What is required:
The required result is one figure, the count of lines below with the string "trim" in them.

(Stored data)
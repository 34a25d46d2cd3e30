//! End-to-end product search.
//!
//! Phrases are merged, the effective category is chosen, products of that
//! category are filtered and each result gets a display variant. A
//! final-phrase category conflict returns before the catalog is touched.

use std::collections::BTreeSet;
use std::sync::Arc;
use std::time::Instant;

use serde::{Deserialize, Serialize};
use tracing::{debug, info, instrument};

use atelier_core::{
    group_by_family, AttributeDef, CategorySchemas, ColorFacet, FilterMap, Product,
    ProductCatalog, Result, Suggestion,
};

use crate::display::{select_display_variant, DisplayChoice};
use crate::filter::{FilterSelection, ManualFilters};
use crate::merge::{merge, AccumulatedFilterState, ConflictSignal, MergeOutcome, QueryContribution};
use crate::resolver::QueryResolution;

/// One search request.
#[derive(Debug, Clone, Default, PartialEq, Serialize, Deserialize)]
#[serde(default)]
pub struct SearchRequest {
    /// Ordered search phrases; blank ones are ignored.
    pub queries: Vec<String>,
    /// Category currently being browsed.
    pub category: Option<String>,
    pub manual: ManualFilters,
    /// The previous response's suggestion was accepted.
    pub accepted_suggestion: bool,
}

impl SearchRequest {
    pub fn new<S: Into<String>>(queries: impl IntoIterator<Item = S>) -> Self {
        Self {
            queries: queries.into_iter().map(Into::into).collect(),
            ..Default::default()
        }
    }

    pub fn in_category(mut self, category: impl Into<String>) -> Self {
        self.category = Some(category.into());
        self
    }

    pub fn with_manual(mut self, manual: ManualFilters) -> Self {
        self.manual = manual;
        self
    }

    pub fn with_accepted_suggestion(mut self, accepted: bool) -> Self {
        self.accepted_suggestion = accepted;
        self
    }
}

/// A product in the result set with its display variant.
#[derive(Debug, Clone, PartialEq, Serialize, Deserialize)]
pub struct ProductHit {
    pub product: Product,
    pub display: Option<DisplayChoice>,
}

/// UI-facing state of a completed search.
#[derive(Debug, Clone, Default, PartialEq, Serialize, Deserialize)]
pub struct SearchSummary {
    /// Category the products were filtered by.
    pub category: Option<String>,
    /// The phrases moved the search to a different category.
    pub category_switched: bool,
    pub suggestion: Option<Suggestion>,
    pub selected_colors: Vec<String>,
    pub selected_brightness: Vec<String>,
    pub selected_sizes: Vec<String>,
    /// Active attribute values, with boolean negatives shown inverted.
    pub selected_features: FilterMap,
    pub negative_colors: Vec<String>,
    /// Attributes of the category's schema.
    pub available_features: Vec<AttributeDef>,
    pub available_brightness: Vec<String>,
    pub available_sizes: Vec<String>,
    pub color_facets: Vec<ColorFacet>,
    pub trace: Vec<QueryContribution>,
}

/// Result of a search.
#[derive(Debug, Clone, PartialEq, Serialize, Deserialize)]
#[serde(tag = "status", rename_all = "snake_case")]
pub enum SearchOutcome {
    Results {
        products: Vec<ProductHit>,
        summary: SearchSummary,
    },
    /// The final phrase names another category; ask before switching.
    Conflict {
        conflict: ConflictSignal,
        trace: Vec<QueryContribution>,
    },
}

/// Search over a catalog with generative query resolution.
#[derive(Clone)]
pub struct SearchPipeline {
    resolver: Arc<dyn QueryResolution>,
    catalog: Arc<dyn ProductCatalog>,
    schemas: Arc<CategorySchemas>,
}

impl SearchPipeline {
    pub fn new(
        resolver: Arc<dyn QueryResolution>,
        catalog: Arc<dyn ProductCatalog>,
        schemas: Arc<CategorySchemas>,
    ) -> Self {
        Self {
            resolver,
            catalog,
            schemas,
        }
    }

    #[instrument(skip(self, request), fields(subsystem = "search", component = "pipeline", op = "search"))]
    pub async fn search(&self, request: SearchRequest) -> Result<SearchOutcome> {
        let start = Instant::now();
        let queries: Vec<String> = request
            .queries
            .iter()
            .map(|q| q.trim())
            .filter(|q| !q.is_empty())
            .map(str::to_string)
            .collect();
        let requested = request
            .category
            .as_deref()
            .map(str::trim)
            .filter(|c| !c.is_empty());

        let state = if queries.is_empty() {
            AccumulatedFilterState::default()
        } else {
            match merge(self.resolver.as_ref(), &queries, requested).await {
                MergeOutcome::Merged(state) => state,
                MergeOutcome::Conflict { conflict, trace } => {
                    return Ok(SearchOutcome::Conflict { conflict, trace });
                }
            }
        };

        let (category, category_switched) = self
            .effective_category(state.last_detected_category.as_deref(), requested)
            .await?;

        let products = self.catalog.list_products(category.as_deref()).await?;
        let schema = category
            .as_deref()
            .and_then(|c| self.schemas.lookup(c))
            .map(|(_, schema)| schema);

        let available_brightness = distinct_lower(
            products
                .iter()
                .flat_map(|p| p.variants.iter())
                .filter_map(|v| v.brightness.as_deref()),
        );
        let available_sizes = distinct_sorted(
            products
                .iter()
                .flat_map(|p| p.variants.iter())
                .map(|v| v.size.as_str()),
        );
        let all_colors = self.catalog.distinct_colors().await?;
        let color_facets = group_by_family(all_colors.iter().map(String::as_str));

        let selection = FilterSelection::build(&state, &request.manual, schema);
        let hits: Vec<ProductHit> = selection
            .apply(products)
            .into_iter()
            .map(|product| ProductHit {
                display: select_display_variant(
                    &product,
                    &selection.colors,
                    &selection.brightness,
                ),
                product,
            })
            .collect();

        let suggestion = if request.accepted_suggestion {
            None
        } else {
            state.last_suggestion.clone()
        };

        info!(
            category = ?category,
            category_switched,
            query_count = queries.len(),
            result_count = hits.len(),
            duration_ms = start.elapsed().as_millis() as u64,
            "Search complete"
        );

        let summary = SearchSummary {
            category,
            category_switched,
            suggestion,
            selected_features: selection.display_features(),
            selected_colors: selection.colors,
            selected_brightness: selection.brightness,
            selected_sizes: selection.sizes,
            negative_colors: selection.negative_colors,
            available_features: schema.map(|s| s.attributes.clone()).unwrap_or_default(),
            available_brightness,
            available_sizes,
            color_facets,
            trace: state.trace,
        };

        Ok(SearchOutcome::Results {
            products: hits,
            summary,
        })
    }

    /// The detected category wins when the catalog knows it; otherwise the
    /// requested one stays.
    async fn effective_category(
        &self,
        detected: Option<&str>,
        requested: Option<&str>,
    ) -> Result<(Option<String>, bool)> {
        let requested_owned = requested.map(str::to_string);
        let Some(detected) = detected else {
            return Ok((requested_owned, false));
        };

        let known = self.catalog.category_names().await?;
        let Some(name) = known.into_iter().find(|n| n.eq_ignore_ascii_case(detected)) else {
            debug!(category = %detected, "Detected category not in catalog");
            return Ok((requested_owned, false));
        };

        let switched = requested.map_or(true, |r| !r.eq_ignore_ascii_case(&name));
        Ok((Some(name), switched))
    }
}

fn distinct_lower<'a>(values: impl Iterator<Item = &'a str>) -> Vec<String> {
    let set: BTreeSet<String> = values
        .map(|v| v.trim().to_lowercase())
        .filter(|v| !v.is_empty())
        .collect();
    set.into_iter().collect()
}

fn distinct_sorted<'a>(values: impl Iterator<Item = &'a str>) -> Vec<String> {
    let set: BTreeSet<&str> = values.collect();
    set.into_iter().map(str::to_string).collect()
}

Answer to the exercise:
3